** Work instruction **
Repeat precisely the span of lines below that opens with the line containing "msg as *mut" and closes with the line containing "impl RemoteApp for", both included.

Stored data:

use super::channel::Channel;
use super::checker_side::CheckerSide;
use super::protocol::{Message, SOCKET_FD_ENV};
use super::{ActorStatus, CheckpointId, RemoteApp, ReplayedStep};
use crate::config::CheckerConfig;
use crate::error::{CrashStatus, McError, ProtocolError};
use crate::transition::{Aid, Transition};
use std::collections::BTreeMap;
use std::io::ErrorKind;
use std::os::fd::AsRawFd;
use std::os::linux::net::SocketAddrExt;
use std::os::unix::net::{SocketAddr, UnixListener, UnixStream};
use std::os::unix::process::CommandExt;
use std::path::PathBuf;
use std::process::Command;
use std::time::{Duration, Instant};
use tracing::{debug, info, warn};

/// How long a forked app gets to connect back
const FORK_CONNECT_TIMEOUT: Duration = Duration::from_secs(5);

/// Drives the checked program as separate processes.
///
/// The first process is kept paused in the initial state. Each restoration forks a
/// fresh copy of it (or of a checkpoint), so that nothing needs to be undone in the
/// app. With `no_fork`, the program is started again from scratch instead.
pub struct ProcessApp {
    program: PathBuf,
    args: Vec<String>,
    env: BTreeMap<String, String>,
    use_ptrace: bool,
    no_fork: bool,
    root: Option<CheckerSide>,
    current: Option<CheckerSide>,
    checkpoints: BTreeMap<CheckpointId, CheckerSide>,
    next_checkpoint: CheckpointId,
    next_socket: u64,
}

impl ProcessApp {
    /// Starts the program and brings a first copy of it to its initial state.
    pub fn spawn(program: PathBuf, args: Vec<String>, config: &CheckerConfig) -> Result<Self, McError> {
        // Forks of forks are reparented to us when their parent dies
        // SAFETY: prctl with integer arguments only
        unsafe { libc::prctl(libc::PR_SET_CHILD_SUBREAPER, 1, 0, 0, 0) };
        let mut app = ProcessApp {
            program,
            args,
            env: config.setenv.clone(),
            use_ptrace: config.use_ptrace,
            no_fork: config.no_fork,
            root: None,
            current: None,
            checkpoints: BTreeMap::new(),
            next_checkpoint: 1,
            next_socket: 0,
        };
        if app.no_fork {
            app.current = Some(app.start_process()?);
        } else {
            app.root = Some(app.start_process()?);
            app.restore_checker_side(None)?;
        }
        Ok(app)
    }

    fn start_process(&self) -> Result<CheckerSide, McError> {
        let (checker, app) = UnixStream::pair()?;
        let fd = app.as_raw_fd();
        let use_ptrace = self.use_ptrace;
        let mut command = Command::new(&self.program);
        command
            .args(&self.args)
            .envs(&self.env)
            .env(SOCKET_FD_ENV, fd.to_string());
        // SAFETY: only async-signal-safe calls between fork and exec
        unsafe {
            command.pre_exec(move || {
                let flags = libc::fcntl(fd, libc::F_GETFD);
                if flags < 0 || libc::fcntl(fd, libc::F_SETFD, flags & !libc::FD_CLOEXEC) < 0 {
                    return Err(std::io::Error::last_os_error());
                }
                let null = std::ptr::null_mut::<libc::c_void>();
                if use_ptrace && libc::ptrace(libc::PTRACE_TRACEME, 0, null, null) < 0 {
                    return Err(std::io::Error::last_os_error());
                }
                Ok(())
            });
        }
        let child = command.spawn()?;
        drop(app);
        let pid = child.id() as i32;
        info!(pid, program = %self.program.display(), "checked program started");
        if use_ptrace {
            // Stopped at exec; ask to be told of the exit, then let it run
            let status = waitpid_retrying(pid)?;
            if !libc::WIFSTOPPED(status) {
                return Err(crash_status(status).map_or_else(
                    || McError::Internal(format!("traced app {} exited before its exec", pid)),
                    McError::ProgramCrash,
                ));
            }
            // SAFETY: ptrace on our own traced child, stopped at its exec
            check_os(unsafe {
                libc::ptrace(
                    libc::PTRACE_SETOPTIONS,
                    pid,
                    std::ptr::null_mut::<libc::c_void>(),
                    libc::PTRACE_O_TRACEEXIT as libc::c_long,
                )
            })?;
            // SAFETY: same stopped tracee
            check_os(unsafe {
                libc::ptrace(
                    libc::PTRACE_CONT,
                    pid,
                    std::ptr::null_mut::<libc::c_void>(),
                    0 as libc::c_long,
                )
            })?;
        }
        // SAFETY: getpid cannot fail
        let me = unsafe { libc::getpid() };
        let mut side = CheckerSide::new(Channel::new(checker), pid, me);
        side.expect_waiting()?;
        Ok(side)
    }

    /// Forks the app of `from` (the root when `None`) into a new connected side.
    fn fork_from(&mut self, from: Option<CheckpointId>) -> Result<CheckerSide, McError> {
        // SAFETY: getpid cannot fail
        let me = unsafe { libc::getpid() };
        let socket_name = format!("stateless-mc-{}-{}", me, self.next_socket);
        self.next_socket += 1;
        let addr = SocketAddr::from_abstract_name(socket_name.as_bytes())?;
        let listener = UnixListener::bind_addr(&addr)?;
        listener.set_nonblocking(true)?;

        let parent = match from {
            Some(id) => self
                .checkpoints
                .get_mut(&id)
                .ok_or_else(|| McError::Internal(format!("unknown checkpoint {}", id)))?,
            None => self
                .root
                .as_mut()
                .ok_or_else(|| McError::Internal("no root app to fork from".to_string()))?,
        };
        let parent_pid = parent.pid();
        parent.fork(&socket_name)?;

        let deadline = Instant::now() + FORK_CONNECT_TIMEOUT;
        let stream = loop {
            match listener.accept() {
                Ok((stream, _)) => break stream,
                Err(e) if e.kind() == ErrorKind::WouldBlock => {
                    if Instant::now() >= deadline {
                        return Err(McError::Timeout(format!(
                            "forked app did not connect to {}",
                            socket_name
                        )));
                    }
                    std::thread::sleep(Duration::from_millis(1));
                }
                Err(e) => return Err(e.into()),
            }
        };
        stream.set_nonblocking(false)?;
        let mut channel = Channel::new(stream);
        let pid = match channel.receive()? {
            Message::ForkReply { pid } => pid,
            other => return Err(other.unexpected("FORK_REPLY")),
        };
        debug!(pid, parent_pid, "forked app connected");
        Ok(CheckerSide::new(channel, pid, parent_pid))
    }

    /// Kills the app of `side` and collects its wait status.
    fn terminate(&mut self, side: CheckerSide) -> Result<i32, McError> {
        // SAFETY: signalling a process we started
        unsafe { libc::kill(side.pid(), libc::SIGKILL) };
        self.reap(&side)
    }

    fn reap(&mut self, side: &CheckerSide) -> Result<i32, McError> {
        // SAFETY: getpid cannot fail
        let me = unsafe { libc::getpid() };
        let pid = side.pid();
        if side.parent_pid() != me {
            let parent = self
                .root
                .iter_mut()
                .chain(self.checkpoints.values_mut())
                .chain(self.current.iter_mut())
                .find(|s| s.pid() == side.parent_pid());
            if let Some(parent) = parent {
                return parent.wait_child(pid);
            }
        }
        reap_direct(pid)
    }

    fn current(&mut self) -> Result<&mut CheckerSide, McError> {
        self.current
            .as_mut()
            .ok_or_else(|| McError::Internal("no app is currently running".to_string()))
    }

    /// Turns a closed channel into the crash that caused it.
    fn diagnose<T>(&mut self, result: Result<T, McError>) -> Result<T, McError> {
        match result {
            Err(McError::Protocol(ProtocolError::Closed | ProtocolError::Truncated { .. })) => {
                let Some(side) = self.current.take() else {
                    return Err(ProtocolError::Closed.into());
                };
                let status = self.reap(&side)?;
                match crash_status(status) {
                    Some(crash) => {
                        warn!(pid = side.pid(), %crash, "checked program died");
                        Err(McError::ProgramCrash(crash))
                    }
                    None => Err(ProtocolError::Closed.into()),
                }
            }
            other => other,
        }
    }
}

/// Waits for one of our own children, going through a ptrace exit stop if any.
fn reap_direct(pid: i32) -> Result<i32, McError> {
    loop {
        let status = waitpid_retrying(pid)?;
        if libc::WIFSTOPPED(status) {
            let exit_event = libc::SIGTRAP | (libc::PTRACE_EVENT_EXIT << 8);
            if status >> 8 == exit_event {
                let mut msg: libc::c_ulong = 0;
                // SAFETY: the tracee is stopped at its exit event
                check_os(unsafe {
                    libc::ptrace(
                        libc::PTRACE_GETEVENTMSG,
                        pid,
                        std::ptr::null_mut::<libc::c_void>(),
                        &mut msg as *mut libc::c_ulong,
                    )
                })?;
                debug!(pid, status = msg, "traced app exiting");
            }
            // SAFETY: resuming our stopped tracee
            check_os(unsafe {
                libc::ptrace(
                    libc::PTRACE_CONT,
                    pid,
                    std::ptr::null_mut::<libc::c_void>(),
                    0 as libc::c_long,
                )
            })?;
            continue;
        }
        return Ok(status);
    }
}

/// Waits for a state change of the child `pid`, retrying when interrupted.
fn waitpid_retrying(pid: i32) -> Result<i32, McError> {
    let mut status = 0;
    loop {
        // SAFETY: waitpid only writes the status
        if unsafe { libc::waitpid(pid, &mut status, 0) } >= 0 {
            return Ok(status);
        }
        let err = std::io::Error::last_os_error();
        if err.kind() != ErrorKind::Interrupted {
            return Err(err.into());
        }
    }
}

/// Maps the negative return of a libc call to the error left in errno.
fn check_os(ret: libc::c_long) -> Result<libc::c_long, McError> {
    if ret < 0 {
        Err(std::io::Error::last_os_error().into())
    } else {
        Ok(ret)
    }
}

/// What a wait status says about an unexpected termination.
pub fn crash_status(status: i32) -> Option<CrashStatus> {
    if libc::WIFSIGNALED(status) {
        Some(CrashStatus::Signaled {
            signal: libc::WTERMSIG(status),
            core_dumped: libc::WCOREDUMP(status),
        })
    } else if libc::WIFEXITED(status) && libc::WEXITSTATUS(status) != 0 {
        Some(CrashStatus::Exited {
            code: libc::WEXITSTATUS(status),
        })
    } else {
        None
    }
}

impl RemoteApp for ProcessApp {
    fn get_actors_status(&mut self, want_transitions: bool) -> Result<Vec<ActorStatus>, McError> {
        let result = self.current()?.get_actors_status(want_transitions);
        self.diagnose(result)
    }

    fn handle_simcall(
        &mut self,
        aid: Aid,
        times_considered: u32,
        want_transition: bool,
    ) -> Result<Option<Transition>, McError> {
        let result = self
            .current()?
            .handle_simcall(aid, times_considered, want_transition);
        self.diagnose(result)
    }

    fn wait_for_requests(&mut self) -> Result<(), McError> {
        let result = self.current()?.wait_for_requests();
        self.diagnose(result)
    }

    fn check_deadlock(&mut self, verbose: bool) -> Result<bool, McError> {
        let result = self.current()?.check_deadlock(verbose);
        self.diagnose(result)
    }

    fn replay_sequence(
        &mut self,
        silent: &[(Aid, u32)],
        with_status: &[(Aid, u32)],
    ) -> Result<Vec<ReplayedStep>, McError> {
        let result = self.current()?.replay(silent, with_status);
        self.diagnose(result)
    }

    fn go_one_way(
        &mut self,
        random_seed: Option<u64>,
        want_transitions: bool,
    ) -> Result<Vec<ReplayedStep>, McError> {
        let result = self.current()?.go_one_way(random_seed, want_transitions);
        self.diagnose(result)
    }

    fn clone_checker_side(&mut self) -> Result<CheckpointId, McError> {
        if self.no_fork {
            return Err(McError::Internal(
                "checkpoints need forking, which is disabled".to_string(),
            ));
        }
        let current = self.current.take();
        let result = match current {
            Some(side) => {
                let id = self.next_checkpoint;
                self.next_checkpoint += 1;
                // The current app is the one being forked
                self.checkpoints.insert(id, side);
                match self.fork_from(Some(id)) {
                    Ok(copy) => {
                        // Keep running the copy, the original stays paused
                        self.current = Some(copy);
                        Ok(id)
                    }
                    Err(e) => {
                        self.current = self.checkpoints.remove(&id);
                        Err(e)
                    }
                }
            }
            None => Err(McError::Internal("no app to checkpoint".to_string())),
        };
        self.diagnose(result)
    }

    fn restore_checker_side(&mut self, from: Option<CheckpointId>) -> Result<(), McError> {
        if let Some(old) = self.current.take() {
            self.terminate(old)?;
        }
        if self.no_fork {
            if from.is_some() {
                return Err(McError::Internal(
                    "checkpoints need forking, which is disabled".to_string(),
                ));
            }
            self.current = Some(self.start_process()?);
            return Ok(());
        }
        let side = self.fork_from(from)?;
        self.current = Some(side);
        Ok(())
    }

    fn release_checkpoint(&mut self, id: CheckpointId) {
        if let Some(side) = self.checkpoints.remove(&id) {
            if let Err(e) = self.terminate(side) {
                warn!(checkpoint = id, error = %e, "could not reap checkpoint");
            }
        }
    }

    fn checkpoint_count(&self) -> usize {
        self.checkpoints.len()
    }

    fn finalize_app(&mut self, terminate_asap: bool) -> Result<(), McError> {
        let Some(mut side) = self.current.take() else {
            return Ok(());
        };
        side.finalize(terminate_asap)?;
        let status = self.reap(&side)?;
        if let Some(crash) = crash_status(status) {
            return Err(McError::ProgramCrash(crash));
        }
        Ok(())
    }

    fn get_maxpid(&mut self) -> Result<u32, McError> {
        let result = self.current()?.get_maxpid();
        self.diagnose(result)
    }
}

impl Drop for ProcessApp {
    fn drop(&mut self) {
        // Children first, while their parents are still there to reap them
        if let Some(side) = self.current.take() {
            if let Err(e) = self.terminate(side) {
                debug!(error = %e, "could not reap app");
            }
        }
        let ids: Vec<CheckpointId> = self.checkpoints.keys().rev().copied().collect();
        for id in ids {
            self.release_checkpoint(id);
        }
        if let Some(root) = self.root.take() {
            if let Err(e) = self.terminate(root) {
                debug!(error = %e, "could not reap root app");
            }
        }
    }
}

** Response area **
                        &mut msg as *mut libc::c_ulong,
                    )
                })?;
                debug!(pid, status = msg, "traced app exiting");
            }
            // SAFETY: resuming our stopped tracee
            check_os(unsafe {
                libc::ptrace(
                    libc::PTRACE_CONT,
                    pid,
                    std::ptr::null_mut::<libc::c_void>(),
                    0 as libc::c_long,
                )
            })?;
            continue;
        }
        return Ok(status);
    }
}

/// Waits for a state change of the child `pid`, retrying when interrupted.
fn waitpid_retrying(pid: i32) -> Result<i32, McError> {
    let mut status = 0;
    loop {
        // SAFETY: waitpid only writes the status
        if unsafe { libc::waitpid(pid, &mut status, 0) } >= 0 {
            return Ok(status);
        }
        let err = std::io::Error::last_os_error();
        if err.kind() != ErrorKind::Interrupted {
            return Err(err.into());
        }
    }
}

/// Maps the negative return of a libc call to the error left in errno.
fn check_os(ret: libc::c_long) -> Result<libc::c_long, McError> {
    if ret < 0 {
        Err(std::io::Error::last_os_error().into())
    } else {
        Ok(ret)
    }
}

/// What a wait status says about an unexpected termination.
pub fn crash_status(status: i32) -> Option<CrashStatus> {
    if libc::WIFSIGNALED(status) {
        Some(CrashStatus::Signaled {
            signal: libc::WTERMSIG(status),
            core_dumped: libc::WCOREDUMP(status),
        })
    } else if libc::WIFEXITED(status) && libc::WEXITSTATUS(status) != 0 {
        Some(CrashStatus::Exited {
            code: libc::WEXITSTATUS(status),
        })
    } else {
        None
    }
}

impl RemoteApp for ProcessApp {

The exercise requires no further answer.